*** PROVIDED RECORDS ***

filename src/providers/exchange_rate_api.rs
use async_trait::async_trait;
use chrono::{TimeZone, Utc};
use serde::Deserialize;
use tracing::{debug, error, instrument};

use crate::core::conversion::{
    Conversion, ConversionRequest, PairConversionProvider, TransportError,
};
use crate::core::currency::{CurrencyDirectoryProvider, CurrencyEntry};

const USER_AGENT: &str = concat!("cambio/", env!("CARGO_PKG_VERSION"));

/// Client for the v6 exchangerate-api.com REST endpoints. Both operations
/// share the same base URL and credential; the credential is embedded in the
/// request path, so request URLs are kept out of error messages and logs.
pub struct ExchangeRateApiProvider {
    base_url: String,
    api_key: String,
}

impl ExchangeRateApiProvider {
    pub fn new(base_url: &str, api_key: &str) -> Self {
        ExchangeRateApiProvider {
            base_url: base_url.to_string(),
            api_key: api_key.to_string(),
        }
    }

    fn endpoint(&self, path: &str) -> String {
        format!("{}/{}/{}", self.base_url, self.api_key, path)
    }

    async fn get_json<T: serde::de::DeserializeOwned>(
        &self,
        path: &str,
        context: &str,
    ) -> Result<T, TransportError> {
        let url = self.endpoint(path);

        let client = reqwest::Client::builder()
            .user_agent(USER_AGENT)
            .build()
            .map_err(|e| TransportError::Request {
                context: context.to_string(),
                source: e,
            })?;

        let response =
            client
                .get(&url)
                .send()
                .await
                .map_err(|e| TransportError::Request {
                    context: context.to_string(),
                    source: e,
                })?;

        if !response.status().is_success() {
            return Err(TransportError::Status {
                status: response.status(),
                context: context.to_string(),
            });
        }

        let text = response.text().await.map_err(|e| TransportError::Request {
            context: context.to_string(),
            source: e,
        })?;

        serde_json::from_str(&text).map_err(|e| TransportError::Decode {
            context: context.to_string(),
            source: e,
        })
    }
}

#[derive(Debug, Deserialize)]
struct CodesResponse {
    supported_codes: Vec<(String, String)>,
}

#[derive(Debug, Deserialize)]
struct PairResponse {
    conversion_result: f64,
    #[serde(default)]
    conversion_rate: Option<f64>,
    #[serde(default)]
    time_last_update_unix: Option<i64>,
}

#[async_trait]
impl CurrencyDirectoryProvider for ExchangeRateApiProvider {
    #[instrument(name = "DirectoryFetch", skip(self))]
    async fn fetch_currencies(&self) -> Vec<CurrencyEntry> {
        debug!("Requesting supported currency codes");

        match self.get_json::<CodesResponse>("codes", "supported codes").await {
            Ok(data) => data
                .supported_codes
                .into_iter()
                .map(|(code, name)| CurrencyEntry { code, name })
                .collect(),
            Err(e) => {
                // Absorbed on purpose: the caller always gets a directory,
                // possibly empty. This is the only diagnostic emitted.
                error!(error = %e, "Failed to fetch supported currencies");
                Vec::new()
            }
        }
    }
}

#[async_trait]
impl PairConversionProvider for ExchangeRateApiProvider {
    #[instrument(
        name = "PairConversion",
        skip(self, request),
        fields(from = %request.from, to = %request.to, amount = %request.amount)
    )]
    async fn convert(&self, request: &ConversionRequest) -> Result<Conversion, TransportError> {
        let context = format!(
            "pair {}/{}/{}",
            request.from, request.to, request.amount
        );
        let path = format!("pair/{}/{}/{}", request.from, request.to, request.amount);
        debug!("Requesting pair conversion");

        let data: PairResponse = self.get_json(&path, &context).await?;

        Ok(Conversion {
            converted_amount: data.conversion_result,
            rate: data.conversion_rate,
            last_updated: data
                .time_last_update_unix
                .and_then(|ts| Utc.timestamp_opt(ts, 0).single()),
        })
    }
}
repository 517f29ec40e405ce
pub mod cli;
pub mod core;
pub mod providers;

pub use crate::core::config;

use crate::core::session::SessionState;
use anyhow::Result;
use tracing::{debug, info};

pub enum AppCommand {
    Currencies,
    Convert {
        amount: f64,
        from: Option<String>,
        to: Option<String>,
    },
}

pub async fn run_command(command: AppCommand, config_path: Option<&str>) -> Result<()> {
    info!("Currency converter starting...");

    let config = match config_path {
        Some(path) => config::AppConfig::load_from_path(path)?,
        None => config::AppConfig::load()?,
    };
    debug!("Loaded config: {config:#?}");

    // Single transport configuration shared by both operations.
    let provider = providers::ExchangeRateApiProvider::new(
        &config.provider.base_url,
        &config.provider.api_key,
    );

    match command {
        AppCommand::Currencies => cli::currencies::run(&provider).await,
        AppCommand::Convert { amount, from, to } => {
            let state = SessionState::new()
                .select_from(from.unwrap_or(config.defaults.from))
                .select_to(to.unwrap_or(config.defaults.to))
                .set_amount(amount);
            cli::convert::run(&provider, &provider, state).await
        }
    }
}
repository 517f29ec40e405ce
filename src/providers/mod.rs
pub mod exchange_rate_api;

pub use exchange_rate_api::ExchangeRateApiProvider;
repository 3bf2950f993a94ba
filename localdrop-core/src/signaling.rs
//! Signaling relay: addresses negotiation envelopes to exactly one peer and
//! dispatches inbound envelopes by kind.

use std::sync::Arc;

use tracing::{debug, warn};

use crate::identity::PeerId;
use crate::protocol::{Envelope, OfferFileInfo, TransferKind};
use crate::rendezvous::{RendezvousChannel, RendezvousError};
use crate::session::{ChannelId, IceCandidate, SessionDescription};
use crate::wire::{self, WireError};

/// Payload of a peer-addressed envelope.
#[derive(Debug, Clone, PartialEq)]
pub enum Signal {
    Offer {
        sdp: SessionDescription,
        transfer_type: Option<TransferKind>,
        file_info: Option<OfferFileInfo>,
    },
    Answer {
        sdp: SessionDescription,
    },
    Candidate(IceCandidate),
    TransferComplete {
        name: Option<String>,
        channel: Option<ChannelId>,
    },
}

impl Signal {
    fn into_envelope(self, sender: PeerId, target: PeerId) -> Envelope {
        match self {
            Signal::Offer {
                sdp,
                transfer_type,
                file_info,
            } => Envelope::Offer {
                sender,
                target,
                sdp,
                transfer_type,
                file_info,
            },
            Signal::Answer { sdp } => Envelope::Answer {
                sender,
                target,
                sdp,
            },
            Signal::Candidate(candidate) => Envelope::Candidate {
                sender,
                target,
                candidate,
            },
            Signal::TransferComplete { name, channel } => Envelope::TransferComplete {
                sender,
                target,
                name,
                channel,
            },
        }
    }
}

/// Result of dispatching one inbound envelope.
#[derive(Debug, Clone, PartialEq)]
pub enum Inbound {
    Presence(Envelope),
    Signal { from: PeerId, signal: Signal },
}

#[derive(Debug, thiserror::Error)]
pub enum SignalingError {
    #[error(transparent)]
    Wire(#[from] WireError),
    #[error(transparent)]
    Rendezvous(#[from] RendezvousError),
}

pub struct SignalingRelay {
    self_id: PeerId,
    channel: Arc<RendezvousChannel>,
}

impl SignalingRelay {
    pub fn new(self_id: PeerId, channel: Arc<RendezvousChannel>) -> Self {
        Self { self_id, channel }
    }

    pub fn self_id(&self) -> &PeerId {
        &self.self_id
    }

    /// Stamp `signal` with our id and publish it on the target's topic.
    pub async fn send(&self, target: &PeerId, signal: Signal) -> Result<(), SignalingError> {
        let env = signal.into_envelope(self.self_id.clone(), target.clone());
        let kind = env.kind();
        let bytes = wire::encode_envelope(&env)?;
        self.channel.publish_to(target, bytes).await?;
        debug!(peer = %target.short(), kind, "signal sent");
        Ok(())
    }

    /// Parse and route one raw envelope. Malformed, self-originated and
    /// foreign-addressed envelopes yield `None`.
    pub fn on_envelope(&self, raw: &[u8]) -> Option<Inbound> {
        let env = match wire::decode_envelope(raw) {
            Ok(env) => env,
            Err(e) => {
                warn!(error = %e, bytes = raw.len(), "dropping malformed envelope");
                return None;
            }
        };
        if *env.sender() == self.self_id {
            return None;
        }
        if let Envelope::Presence { .. } = env {
            return Some(Inbound::Presence(env));
        }
        if env.target() != Some(&self.self_id) {
            debug!(kind = env.kind(), "envelope for another peer ignored");
            return None;
        }
        let from = env.sender().clone();
        let signal = match env {
            Envelope::Offer {
                sdp,
                transfer_type,
                file_info,
                ..
            } => Signal::Offer {
                sdp,
                transfer_type,
                file_info,
            },
            Envelope::Answer { sdp, .. } => Signal::Answer { sdp },
            Envelope::Candidate { candidate, .. } => Signal::Candidate(candidate),
            Envelope::TransferComplete { name, channel, .. } => {
                Signal::TransferComplete { name, channel }
            }
            Envelope::Presence { .. } => return None,
        };
        Some(Inbound::Signal { from, signal })
    }
}
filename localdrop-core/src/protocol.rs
//! LocalDrop wire protocol: rendezvous envelopes, in-band stream frames and
//! topic layout.

use serde::{Deserialize, Serialize};

use crate::identity::PeerId;
use crate::session::{ChannelId, IceCandidate, SessionDescription};

/// Namespace for every rendezvous topic.
pub const TOPIC_PREFIX: &str = "localdrop/v1";

/// Topic for presence envelopes of a room.
pub fn broadcast_topic(room: &str) -> String {
    format!("{TOPIC_PREFIX}/{room}/broadcast")
}

/// Topic carrying signaling addressed to `peer`.
pub fn peer_topic(room: &str, peer: &PeerId) -> String {
    format!("{TOPIC_PREFIX}/{room}/{peer}")
}

#[derive(Debug, Clone, Copy, PartialEq, Eq, Serialize, Deserialize)]
#[serde(rename_all = "lowercase")]
pub enum TransferKind {
    File,
    Text,
}

/// File summary carried in offers (`fileInfo`).
#[derive(Debug, Clone, PartialEq, Eq, Serialize, Deserialize)]
pub struct OfferFileInfo {
    pub name: String,
    pub size: u64,
    #[serde(rename = "type", default)]
    pub mime_type: String,
}

/// Unit exchanged over the rendezvous channel. Flat JSON with a `type` tag.
#[derive(Debug, Clone, PartialEq, Serialize, Deserialize)]
#[serde(tag = "type", rename_all = "kebab-case")]
pub enum Envelope {
    Presence {
        #[serde(default, skip_serializing_if = "Option::is_none")]
        sender: Option<PeerId>,
        id: PeerId,
        name: String,
        timestamp: u64,
    },
    Offer {
        sender: PeerId,
        target: PeerId,
        sdp: SessionDescription,
        #[serde(
            rename = "transferType",
            default,
            skip_serializing_if = "Option::is_none"
        )]
        transfer_type: Option<TransferKind>,
        #[serde(rename = "fileInfo", default, skip_serializing_if = "Option::is_none")]
        file_info: Option<OfferFileInfo>,
    },
    Answer {
        sender: PeerId,
        target: PeerId,
        sdp: SessionDescription,
    },
    Candidate {
        sender: PeerId,
        target: PeerId,
        candidate: IceCandidate,
    },
    TransferComplete {
        sender: PeerId,
        target: PeerId,
        #[serde(default, skip_serializing_if = "Option::is_none")]
        name: Option<String>,
        /// Data channel the finished stream arrived on.
        #[serde(rename = "channelId", default, skip_serializing_if = "Option::is_none")]
        channel: Option<ChannelId>,
    },
}

impl Envelope {
    /// Originating peer. Presence envelopes without `sender` are attributed to `id`.
    pub fn sender(&self) -> &PeerId {
        match self {
            Envelope::Presence { sender, id, .. } => sender.as_ref().unwrap_or(id),
            Envelope::Offer { sender, .. }
            | Envelope::Answer { sender, .. }
            | Envelope::Candidate { sender, .. }
            | Envelope::TransferComplete { sender, .. } => sender,
        }
    }

    /// Addressed peer; `None` for presence.
    pub fn target(&self) -> Option<&PeerId> {
        match self {
            Envelope::Presence { .. } => None,
            Envelope::Offer { target, .. }
            | Envelope::Answer { target, .. }
            | Envelope::Candidate { target, .. }
            | Envelope::TransferComplete { target, .. } => Some(target),
        }
    }

    pub fn kind(&self) -> &'static str {
        match self {
            Envelope::Presence { .. } => "presence",
            Envelope::Offer { .. } => "offer",
            Envelope::Answer { .. } => "answer",
            Envelope::Candidate { .. } => "candidate",
            Envelope::TransferComplete { .. } => "transfer-complete",
        }
    }
}

/// Metadata frame: first message of a file stream.
#[derive(Debug, Clone, PartialEq, Eq, Serialize, Deserialize)]
pub struct FileInfo {
    pub name: String,
    pub size: u64,
    #[serde(rename = "fileType", default)]
    pub file_type: String,
    #[serde(rename = "batchIndex", default, skip_serializing_if = "Option::is_none")]
    pub batch_index: Option<u32>,
    #[serde(rename = "batchTotal", default, skip_serializing_if = "Option::is_none")]
    pub batch_total: Option<u32>,
}

/// JSON text frames carried on a data channel. File bytes travel as binary
/// messages and never appear here.
#[derive(Debug, Clone, PartialEq, Eq, Serialize, Deserialize)]
#[serde(tag = "type", rename_all = "kebab-case")]
pub enum StreamFrame {
    FileInfo(FileInfo),
    AckTransfer,
    Text { content: String },
}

***

◆ PROBLEM STATEMENT: What number of lines in the records hold "AppCommand"? Reply with that number alone.

◆ ANSWER SPACE: 4